This library was designed to be as easy to use as possible. It focuses on functions I use often, such as raycasts and motion manipulation. Please note however that the ease of use and general applicability comes at the cost of optimisation - much of this (especially the raycast functions) could be done much more efficiently by a dedicated function.

The Functions

add_motion

Sets the motion of the entity to their current motion plus the input vector. Takes a relative coordinate (anything that works for a teleport command works here) as "vector". Example:

function serious_lib:motion/add_motion {"vector":"^ ^ ^1"}

This would add 1 to the motion of the executing entity in the direction faced.

set_motion

Sets the motion of the entity to the input vector, without maintaining current motion. Other than that works the same as add_motion.

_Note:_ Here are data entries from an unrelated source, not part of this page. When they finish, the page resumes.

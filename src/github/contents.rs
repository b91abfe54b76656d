//! Repository contents: directory listings and raw file downloads.

use std::io::Write;

use serde::Deserialize;

use crate::error::{DirCloneError, Result};
use crate::github::{GitHubClient, RepoRef};

/// The kind of a directory listing entry.
#[derive(Debug, Clone, Copy, PartialEq, Eq, Deserialize)]
#[serde(rename_all = "lowercase")]
pub enum EntryKind {
    File,
    Dir,
    Symlink,
    Submodule,
    #[serde(other)]
    Other,
}

/// One item of a directory listing from the contents API.
#[derive(Debug, Clone, PartialEq, Eq, Deserialize)]
pub struct ContentEntry {
    pub name: String,
    /// Path relative to the repository root.
    pub path: String,
    #[serde(rename = "type")]
    pub kind: EntryKind,
    /// Raw content URL; only files have one.
    pub download_url: Option<String>,
    #[serde(default)]
    pub size: u64,
}

impl ContentEntry {
    /// A file entry.
    pub fn file(path: &str, download_url: impl Into<String>) -> Self {
        Self {
            name: base_name(path).to_string(),
            path: path.to_string(),
            kind: EntryKind::File,
            download_url: Some(download_url.into()),
            size: 0,
        }
    }

    /// A directory entry.
    pub fn dir(path: &str) -> Self {
        Self {
            name: base_name(path).to_string(),
            path: path.to_string(),
            kind: EntryKind::Dir,
            download_url: None,
            size: 0,
        }
    }
}

fn base_name(path: &str) -> &str {
    path.rsplit('/').next().unwrap_or(path)
}

/// The contents endpoint answers with an array for directories and a single
/// object for anything else.
#[derive(Deserialize)]
#[serde(untagged)]
enum Listing {
    Directory(Vec<ContentEntry>),
    Single(Box<ContentEntry>),
}

/// Listing and downloading repository contents.
pub trait ContentsOps {
    /// List the immediate entries of a directory at the given branch.
    fn list_directory(&self, repo: &RepoRef, path: &str, branch: &str) -> Result<Vec<ContentEntry>>;

    /// Stream a file entry's raw content into `out`, returning the bytes written.
    fn download_file(&self, entry: &ContentEntry, out: &mut dyn Write) -> Result<u64>;
}

impl ContentsOps for GitHubClient {
    fn list_directory(&self, repo: &RepoRef, path: &str, branch: &str) -> Result<Vec<ContentEntry>> {
        let endpoint = contents_endpoint(repo, path, branch);
        let body = self.get_text(&endpoint)?;

        match serde_json::from_str::<Listing>(&body)? {
            Listing::Directory(entries) => Ok(entries),
            Listing::Single(entry) => Err(DirCloneError::NotADirectory { path: entry.path }),
        }
    }

    fn download_file(&self, entry: &ContentEntry, out: &mut dyn Write) -> Result<u64> {
        let url = entry
            .download_url
            .as_deref()
            .ok_or_else(|| DirCloneError::MalformedEntry {
                path: entry.path.clone(),
                message: "file has no download URL".into(),
            })?;

        let mut response = self.send(url)?;
        Ok(response.copy_to(out)?)
    }
}

/// Build `/repos/{owner}/{repo}/contents/{path}?ref={branch}` with each path
/// segment percent-encoded.
pub(crate) fn contents_endpoint(repo: &RepoRef, path: &str, branch: &str) -> String {
    let encoded_path = path
        .split('/')
        .filter(|segment| !segment.is_empty())
        .map(|segment| urlencoding::encode(segment).into_owned())
        .collect::<Vec<_>>()
        .join("/");

    format!(
        "/repos/{}/{}/contents/{}?ref={}",
        urlencoding::encode(&repo.owner),
        urlencoding::encode(&repo.name),
        encoded_path,
        urlencoding::encode(branch)
    )
}
//! An axum server that plays the part of the GitHub API in tests.
#![allow(dead_code)]

use std::collections::HashMap;
use std::sync::{Arc, Mutex};

use axum::Router;
use axum::extract::{Request, State};
use axum::http::header::AUTHORIZATION;
use axum::http::{HeaderMap, HeaderName, HeaderValue, StatusCode};
use axum::response::{IntoResponse, Response};
use gitdirclone::github::GitHubClient;
use serde_json::{Value, json};
use tokio::net::TcpListener;
use tokio::runtime::Runtime;

/// A canned response.
#[derive(Debug, Clone)]
pub struct Reply {
    pub status: u16,
    pub headers: Vec<(String, String)>,
    pub body: Vec<u8>,
}

impl Reply {
    pub fn json(value: Value) -> Self {
        Self {
            status: 200,
            headers: vec![("Content-Type".into(), "application/json".into())],
            body: value.to_string().into_bytes(),
        }
    }

    pub fn bytes(body: &[u8]) -> Self {
        Self {
            status: 200,
            headers: vec![("Content-Type".into(), "application/octet-stream".into())],
            body: body.to_vec(),
        }
    }

    pub fn status(status: u16, message: &str) -> Self {
        Self {
            status,
            headers: vec![("Content-Type".into(), "application/json".into())],
            body: json!({ "message": message }).to_string().into_bytes(),
        }
    }

    pub fn header(mut self, name: &str, value: &str) -> Self {
        self.headers.push((name.into(), value.into()));
        self
    }
}

/// A request the server received.
#[derive(Debug, Clone)]
pub struct Recorded {
    /// Path and query, e.g. `/repos/o/r/contents/docs?ref=main`.
    pub target: String,
    pub authorization: Option<String>,
}

#[derive(Clone, Default)]
struct Fixture {
    routes: Arc<Mutex<HashMap<String, Reply>>>,
    requests: Arc<Mutex<Vec<Recorded>>>,
}

/// Serves registered replies keyed by request target; anything else is a 404.
///
/// The server runs on its own tokio runtime so blocking clients can call it
/// from plain `#[test]` functions.
pub struct FixtureServer {
    base_url: String,
    fixture: Fixture,
    _runtime: Runtime,
}

impl FixtureServer {
    pub fn start() -> Self {
        let runtime = tokio::runtime::Builder::new_multi_thread()
            .worker_threads(1)
            .enable_all()
            .build()
            .unwrap();
        let fixture = Fixture::default();

        let listener = runtime
            .block_on(TcpListener::bind("127.0.0.1:0"))
            .unwrap();
        let base_url = format!("http://{}", listener.local_addr().unwrap());

        let app = Router::new()
            .fallback(respond)
            .with_state(fixture.clone());
        runtime.spawn(async move {
            axum::serve(listener, app).await.unwrap();
        });

        Self {
            base_url,
            fixture,
            _runtime: runtime,
        }
    }

    pub fn base_url(&self) -> &str {
        &self.base_url
    }

    pub fn route(&self, target: &str, reply: Reply) {
        self.fixture
            .routes
            .lock()
            .unwrap()
            .insert(target.to_string(), reply);
    }

    /// Register a directory listing at `/repos/{repo}/contents/{dir}?ref={branch}`.
    pub fn listing(&self, repo: &str, dir: &str, branch: &str, entries: Vec<Value>) {
        self.route(
            &format!("/repos/{}/contents/{}?ref={}", repo, dir, branch),
            Reply::json(Value::Array(entries)),
        );
    }

    /// Register a raw file and return its listing entry.
    pub fn file(&self, path: &str, content: &[u8]) -> Value {
        let raw = format!("/raw/{}", path);
        self.route(&raw, Reply::bytes(content));
        json!({
            "name": path.rsplit('/').next().unwrap(),
            "path": path,
            "type": "file",
            "size": content.len(),
            "download_url": format!("{}{}", self.base_url, raw),
        })
    }

    pub fn requests(&self) -> Vec<Recorded> {
        self.fixture.requests.lock().unwrap().clone()
    }

    /// A client pointed at this server, bypassing any configured proxy.
    pub fn client(&self, token: Option<&str>) -> GitHubClient {
        let http = reqwest::blocking::Client::builder()
            .no_proxy()
            .build()
            .unwrap();
        GitHubClient::with_base_url(token.map(str::to_string), self.base_url())
            .unwrap()
            .http_client(http)
    }
}

/// A directory listing entry.
pub fn dir_entry(path: &str) -> Value {
    json!({
        "name": path.rsplit('/').next().unwrap(),
        "path": path,
        "type": "dir",
        "download_url": null,
    })
}

async fn respond(State(fixture): State<Fixture>, req: Request) -> Response {
    let target = req
        .uri()
        .path_and_query()
        .map_or_else(|| req.uri().path().to_string(), |pq| pq.as_str().to_string());
    let authorization = req
        .headers()
        .get(AUTHORIZATION)
        .and_then(|v| v.to_str().ok())
        .map(str::to_string);

    fixture.requests.lock().unwrap().push(Recorded {
        target: target.clone(),
        authorization,
    });

    let reply = fixture
        .routes
        .lock()
        .unwrap()
        .get(&target)
        .cloned()
        .unwrap_or_else(|| Reply::status(404, "Not Found"));

    let mut headers = HeaderMap::new();
    for (name, value) in &reply.headers {
        headers.insert(
            HeaderName::from_bytes(name.as_bytes()).unwrap(),
            HeaderValue::from_str(value).unwrap(),
        );
    }
    let status = StatusCode::from_u16(reply.status).unwrap();

    (status, headers, reply.body).into_response()
}
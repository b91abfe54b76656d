//! GitHub API integration.
//!
//! This module provides a client for the repository contents API:
//! - List the entries of a directory at a branch
//! - Stream raw file contents
//!
//! # Example
//!
//! ```rust,no_run
//! use gitdirclone::github::{ContentsOps, GitHubClient, RepoRef};
//!
//! let client = GitHubClient::from_env();
//! let repo: RepoRef = "octocat/Hello-World".parse()?;
//!
//! for entry in client.list_directory(&repo, "docs", "main")? {
//!     println!("{:?} {}", entry.kind, entry.path);
//! }
//! # Ok::<(), gitdirclone::error::DirCloneError>(())
//! ```

mod client;
mod contents;
mod repo;

pub use client::{DEFAULT_API_URL, GitHubClient};
pub use contents::{ContentEntry, ContentsOps, EntryKind};
pub use repo::RepoRef;
//! Repository references.

use std::fmt;
use std::str::FromStr;

use crate::error::{DirCloneError, Result};

/// An `owner/repo` pair identifying a GitHub repository.
#[derive(Debug, Clone, PartialEq, Eq, Hash)]
pub struct RepoRef {
    pub owner: String,
    pub name: String,
}

impl RepoRef {
    /// Create a reference from its parts.
    pub fn new(owner: impl Into<String>, name: impl Into<String>) -> Self {
        Self {
            owner: owner.into(),
            name: name.into(),
        }
    }

    /// Parse `owner/repo`, splitting on the first slash.
    pub fn parse(input: &str) -> Result<Self> {
        let trimmed = input.trim();
        let invalid = || DirCloneError::InvalidRepo(input.to_string());

        let (owner, name) = trimmed.split_once('/').ok_or_else(invalid)?;
        if owner.is_empty() || name.is_empty() || name.contains('/') {
            return Err(invalid());
        }

        Ok(Self::new(owner, name))
    }
}

impl FromStr for RepoRef {
    type Err = DirCloneError;

    fn from_str(s: &str) -> Result<Self> {
        Self::parse(s)
    }
}

impl fmt::Display for RepoRef {
    fn fmt(&self, f: &mut fmt::Formatter<'_>) -> fmt::Result {
        write!(f, "{}/{}", self.owner, self.name)
    }
}
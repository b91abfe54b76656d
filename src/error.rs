//! Error types for gitdirclone.

use reqwest::StatusCode;
use thiserror::Error;

/// The main error type for directory cloning operations.
#[derive(Error, Debug)]
pub enum DirCloneError {
    #[error("IO error: {0}")]
    Io(#[from] std::io::Error),

    #[error("JSON error: {0}")]
    Json(#[from] serde_json::Error),

    #[error("HTTP request error: {0}")]
    Http(#[from] reqwest::Error),

    #[error("Not found: {resource}")]
    NotFound { resource: String },

    #[error("Authentication failed: the GitHub token was rejected")]
    Unauthorized,

    #[error("GitHub API rate limit exceeded{}", reset_suffix(.reset))]
    RateLimited { reset: Option<u64> },

    #[error("GitHub API request failed ({status}): {message}")]
    Api { status: StatusCode, message: String },

    #[error("Invalid repository '{0}': expected <owner>/<repo>")]
    InvalidRepo(String),

    #[error("Invalid request: {0}")]
    InvalidRequest(String),

    #[error("Invalid configuration: {0}")]
    InvalidConfig(String),

    #[error("'{path}' is not a directory")]
    NotADirectory { path: String },

    #[error("Malformed entry '{path}': {message}")]
    MalformedEntry { path: String, message: String },

    #[error("Failed to fetch directory {path}: {source}")]
    Directory {
        path: String,
        #[source]
        source: Box<DirCloneError>,
    },
}

impl DirCloneError {
    /// Attach the remote directory being processed, unless a deeper directory
    /// has already been attached.
    pub fn in_directory(self, path: impl Into<String>) -> Self {
        match self {
            err @ Self::Directory { .. } => err,
            other => Self::Directory {
                path: path.into(),
                source: Box::new(other),
            },
        }
    }

    /// The underlying error with any directory context stripped.
    pub fn root_cause(&self) -> &Self {
        match self {
            Self::Directory { source, .. } => source.root_cause(),
            other => other,
        }
    }

    /// Whether the remote resource did not exist (or was hidden from us).
    pub fn is_not_found(&self) -> bool {
        matches!(self.root_cause(), Self::NotFound { .. })
    }

    /// An extra line of advice to show alongside the error, if any.
    pub fn hint(&self) -> Option<&'static str> {
        match self.root_cause() {
            Self::NotFound { .. } => Some(
                "The repository may be private. Configure a token with `gitdirclone config --token <TOKEN>`.",
            ),
            Self::RateLimited { .. } => Some(
                "Unauthenticated requests have a low rate limit. Configure a token with `gitdirclone config --token <TOKEN>`.",
            ),
            Self::Unauthorized => Some(
                "Update the token with `gitdirclone config --token <TOKEN>` or remove it with `gitdirclone config --remove`.",
            ),
            _ => None,
        }
    }

    /// Return the CLI exit code for this error.
    pub fn exit_code(&self) -> u8 {
        1
    }
}

fn reset_suffix(reset: &Option<u64>) -> String {
    reset
        .map(|r| format!(" (resets at unix time {r})"))
        .unwrap_or_default()
}

/// A specialized Result type for directory cloning operations.
pub type Result<T> = std::result::Result<T, DirCloneError>;

#[cfg(test)]
mod tests {
    use super::*;

    fn not_found() -> DirCloneError {
        DirCloneError::NotFound {
            resource: "/repos/octocat/secret/contents/src".into(),
        }
    }

    #[test]
    fn test_in_directory_wraps_once() {
        let err = not_found().in_directory("src/inner").in_directory("src");

        match &err {
            DirCloneError::Directory { path, .. } => assert_eq!(path, "src/inner"),
            other => panic!("unexpected error: {other:?}"),
        }
        assert!(err.to_string().starts_with("Failed to fetch directory src/inner: Not found"));
    }

    #[test]
    fn test_not_found_hint_mentions_token() {
        let err = not_found().in_directory("src");

        assert!(err.is_not_found());
        let hint = err.hint().unwrap();
        assert!(hint.contains("config --token"));
        assert_eq!(err.exit_code(), 1);
    }

    #[test]
    fn test_rate_limit_message() {
        let err = DirCloneError::RateLimited {
            reset: Some(1_700_000_000),
        };
        assert!(err.to_string().contains("1700000000"));
        assert!(err.hint().is_some());

        let err = DirCloneError::RateLimited { reset: None };
        assert_eq!(err.to_string(), "GitHub API rate limit exceeded");
    }

    #[test]
    fn test_io_error_has_no_hint() {
        let err = DirCloneError::from(std::io::Error::other("disk full")).in_directory("docs");

        assert!(!err.is_not_found());
        assert!(err.hint().is_none());
        assert_eq!(err.exit_code(), 1);
    }
}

relative_tp and relative_tp_data

Both teleport the player from a starting position (start_pos) to a finishing position (end_pos), maintaining their relative position to each point. relative_tp takes both fields as macros (and is fairly pointless) but relative_tp_data takes them through data storage, allowing for dynamic start and end points.

data modify serious_lib:motion start_pos set from entity @s Pos
data modify serious_lib:motion end_pos set value [0,0,0]
execute as @e[distance=..10] at @s run function serious_lib:motion/relative_tp_data

This would teleport all entities within 10 blocks so that the executing entity is positioned at 0, 0, 0, and all other entities retain their relative position to them.

raycasts

These are designed for ease of use over optimisation, and are likely horribly inefficient. They work by summoning area effect clouds with specific tags when hitting things: "entity" for an entity collision, "block" for a block collision, and "end" in addition to any other tags for wherever the raycast ends (even if it didn't hit anything.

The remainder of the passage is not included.